▸ PROBLEM STATEMENT:
Please check every line of the listing for "super" and copy each line where it is found.
************
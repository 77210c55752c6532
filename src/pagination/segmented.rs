//! Segmented parallel scan pagination
//!
//! All segments run concurrently, each continuing sequentially with its own
//! cursor. A shared atomic counter holds the number of rows fetched across
//! segments; a segment reads it before every fetch, its first included, and
//! issues no further request once the total has reached the limit. Rows already fetched are kept until the central merge,
//! which truncates to exactly `limit` rows in segment order.

use std::sync::atomic::{AtomicUsize, Ordering};
use std::sync::Arc;

use futures_util::future::try_join_all;

use super::cursor::{KvCursor, SegmentCursor};
use super::page::{PageFetcher, PageRequest, Segment, SegmentedPage, Termination};
use crate::store::{Row, StoreError, StoreResult};

/// What one segment fetched and where it stands
#[derive(Debug)]
struct SegmentRun {
    started_from: SegmentCursor,
    items: Vec<Row>,
    next: SegmentCursor,
}

/// Scan `total_segments` partitions until `limit` rows are gathered.
///
/// `start` supplies one cursor per segment when resuming; exhausted
/// segments are skipped and stay exhausted.
pub async fn search_pagination<F>(
    fetcher: &F,
    start: Option<&[SegmentCursor]>,
    total_segments: u32,
    limit: usize,
    cursor_keys: &[String],
) -> StoreResult<SegmentedPage>
where
    F: PageFetcher + ?Sized,
{
    if limit == 0 {
        return Err(StoreError::InvalidLimit(limit));
    }
    let starts = segment_starts(start, total_segments)?;

    let budget = Arc::new(AtomicUsize::new(0));
    let runs = try_join_all(starts.into_iter().enumerate().map(|(index, from)| {
        let segment = Segment {
            index: index as u32,
            total: total_segments,
        };
        run_segment(fetcher, segment, from, limit, Arc::clone(&budget))
    }))
    .await?;

    tracing::debug!(
        segments = total_segments,
        fetched = budget.load(Ordering::SeqCst),
        limit,
        "segmented scan finished"
    );

    Ok(merge_runs(runs, limit, cursor_keys))
}

/// Scan every segment to exhaustion
pub async fn search_all<F>(fetcher: &F, total_segments: u32) -> StoreResult<Vec<Row>>
where
    F: PageFetcher + ?Sized,
{
    let starts = segment_starts(None, total_segments)?;
    let runs = try_join_all(starts.into_iter().enumerate().map(|(index, _)| {
        let segment = Segment {
            index: index as u32,
            total: total_segments,
        };
        drain_segment(fetcher, segment)
    }))
    .await?;

    Ok(runs.into_iter().flatten().collect())
}

fn segment_starts(start: Option<&[SegmentCursor]>, total_segments: u32) -> StoreResult<Vec<SegmentCursor>> {
    if total_segments == 0 {
        return Err(StoreError::invalid_config("total_segments must be positive"));
    }

    match start {
        None => Ok(vec![SegmentCursor::Start; total_segments as usize]),
        Some(cursors) if cursors.len() == total_segments as usize => Ok(cursors.to_vec()),
        Some(cursors) => Err(StoreError::InvalidCursor(format!(
            "expected {} segment cursors, got {}",
            total_segments,
            cursors.len()
        ))),
    }
}

async fn run_segment<F>(
    fetcher: &F,
    segment: Segment,
    started_from: SegmentCursor,
    limit: usize,
    budget: Arc<AtomicUsize>,
) -> StoreResult<SegmentRun>
where
    F: PageFetcher + ?Sized,
{
    let mut cursor = match &started_from {
        SegmentCursor::Exhausted => {
            return Ok(SegmentRun {
                started_from,
                items: Vec::new(),
                next: SegmentCursor::Exhausted,
            })
        }
        SegmentCursor::Start => None,
        SegmentCursor::Resume(key) => Some(key.clone()),
    };
    let mut items = Vec::new();

    loop {
        // Other segments may have spent the budget while this one waited.
        if budget.load(Ordering::SeqCst) >= limit {
            let next = match cursor {
                Some(key) => SegmentCursor::Resume(key),
                None => started_from.clone(),
            };
            tracing::debug!(segment = segment.index, fetched = items.len(), "limit reached before fetch");
            return Ok(SegmentRun {
                started_from,
                items,
                next,
            });
        }

        let page = fetcher
            .fetch_page(PageRequest {
                segment: Some(segment),
                cursor: cursor.take(),
            })
            .await?;
        let fetched = page.items.len();
        let total = budget.fetch_add(fetched, Ordering::SeqCst) + fetched;
        items.extend(page.items);

        tracing::debug!(segment = segment.index, fetched, total, "fetched scan page");

        match page.next_cursor {
            None => {
                return Ok(SegmentRun {
                    started_from,
                    items,
                    next: SegmentCursor::Exhausted,
                })
            }
            Some(next) => cursor = Some(next),
        }
    }
}

async fn drain_segment<F>(fetcher: &F, segment: Segment) -> StoreResult<Vec<Row>>
where
    F: PageFetcher + ?Sized,
{
    let mut items = Vec::new();
    let mut cursor = None;

    loop {
        let page = fetcher
            .fetch_page(PageRequest {
                segment: Some(segment),
                cursor: cursor.take(),
            })
            .await?;
        items.extend(page.items);

        match page.next_cursor {
            Some(next) => cursor = Some(next),
            None => return Ok(items),
        }
    }
}

/// Concatenate runs in segment order and cut at `limit`.
///
/// The segment that crosses the limit resumes after its last kept row. A
/// segment cut entirely resumes from where it started.
fn merge_runs(runs: Vec<SegmentRun>, limit: usize, cursor_keys: &[String]) -> SegmentedPage {
    let mut items = Vec::with_capacity(limit);
    let mut cursors = Vec::with_capacity(runs.len());
    let mut truncated = false;

    for run in runs {
        if truncated {
            cursors.push(run.started_from);
            continue;
        }

        let room = limit - items.len();
        if run.items.len() > room {
            let mut kept = run.items;
            kept.truncate(room);
            let cursor = match kept.last() {
                Some(last) => SegmentCursor::Resume(KvCursor::from_row(last, cursor_keys)),
                None => run.started_from,
            };
            items.extend(kept);
            cursors.push(cursor);
            truncated = true;
            continue;
        }

        items.extend(run.items);
        cursors.push(run.next);
    }

    let termination = if cursors.iter().all(SegmentCursor::is_exhausted) {
        Termination::Done
    } else {
        Termination::LimitReached
    };

    SegmentedPage {
        items,
        cursors,
        termination,
    }
}

#[cfg(test)]
mod tests {
    use super::*;
    use crate::pagination::testing::ListFetcher;

    fn keys() -> Vec<String> {
        vec!["id".to_string()]
    }

    fn ids(rows: &[Row]) -> Vec<u64> {
        rows.iter().map(|r| r["id"].as_u64().unwrap()).collect()
    }

    #[tokio::test]
    async fn test_single_segment_matches_sequential_shape() {
        let fetcher = ListFetcher::new(12, 5);
        let page = search_pagination(&fetcher, None, 1, 7, &keys()).await.unwrap();

        assert_eq!(ids(&page.items), (0..7).collect::<Vec<_>>());
        assert_eq!(page.cursors, vec![SegmentCursor::Resume(KvCursor::new().with("id", 6))]);
        assert_eq!(page.termination, Termination::LimitReached);
    }

    #[tokio::test]
    async fn test_all_segments_exhausted_is_done() {
        let fetcher = ListFetcher::new(9, 10);
        let page = search_pagination(&fetcher, None, 3, 100, &keys()).await.unwrap();

        assert_eq!(page.items.len(), 9);
        assert!(page.is_done());
        assert!(page.cursors.iter().all(SegmentCursor::is_exhausted));
    }

    #[tokio::test]
    async fn test_exhausted_segments_are_skipped_on_resume() {
        let fetcher = ListFetcher::new(9, 10);
        let start = vec![
            SegmentCursor::Exhausted,
            SegmentCursor::Start,
            SegmentCursor::Exhausted,
        ];
        let page = search_pagination(&fetcher, Some(&start), 3, 100, &keys())
            .await
            .unwrap();

        assert_eq!(ids(&page.items), vec![1, 4, 7]);
        assert_eq!(fetcher.fetches(), 1);
        assert_eq!(page.cursors[0], SegmentCursor::Exhausted);
    }

    #[tokio::test]
    async fn test_fully_cut_segment_resumes_from_its_start() {
        let fetcher = ListFetcher::new(40, 10);
        let page = search_pagination(&fetcher, None, 2, 10, &keys()).await.unwrap();

        assert_eq!(page.items.len(), 10);
        assert_eq!(page.cursors[1], SegmentCursor::Start);

        // resuming never skips a row
        let mut seen = ids(&page.items);
        let mut cursors = page.cursors;
        while !cursors.iter().all(SegmentCursor::is_exhausted) {
            let next = search_pagination(&fetcher, Some(&cursors), 2, 10, &keys())
                .await
                .unwrap();
            seen.extend(ids(&next.items));
            cursors = next.cursors;
        }
        seen.sort_unstable();
        assert_eq!(seen, (0..40).collect::<Vec<_>>());
    }

    #[tokio::test]
    async fn test_spent_budget_stops_segments_before_their_first_fetch() {
        let fetcher = ListFetcher::new(400, 20);
        let page = search_pagination(&fetcher, None, 4, 50, &keys()).await.unwrap();

        // segment 0 resolves three pages before the others are polled
        assert_eq!(fetcher.fetches(), 3);
        assert_eq!(page.items.len(), 50);
        assert_eq!(
            page.cursors,
            vec![
                SegmentCursor::Resume(KvCursor::new().with("id", 196)),
                SegmentCursor::Start,
                SegmentCursor::Start,
                SegmentCursor::Start,
            ]
        );
        assert_eq!(page.termination, Termination::LimitReached);
    }

    #[tokio::test]
    async fn test_cursor_count_must_match_segments() {
        let fetcher = ListFetcher::new(5, 10);
        let err = search_pagination(&fetcher, Some(&[SegmentCursor::Start]), 2, 10, &keys())
            .await
            .unwrap_err();
        assert_eq!(err.code(), "STORE_INVALID_CURSOR");
    }

    #[tokio::test]
    async fn test_search_all_concatenates_in_segment_order() {
        let fetcher = ListFetcher::new(6, 1);
        let rows = search_all(&fetcher, 2).await.unwrap();
        assert_eq!(ids(&rows), vec![0, 2, 4, 1, 3, 5]);
    }
}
************
▸ RESULT BELOW:
use super::cursor::{KvCursor, SegmentCursor};
use super::page::{PageFetcher, PageRequest, Segment, SegmentedPage, Termination};
    use super::*;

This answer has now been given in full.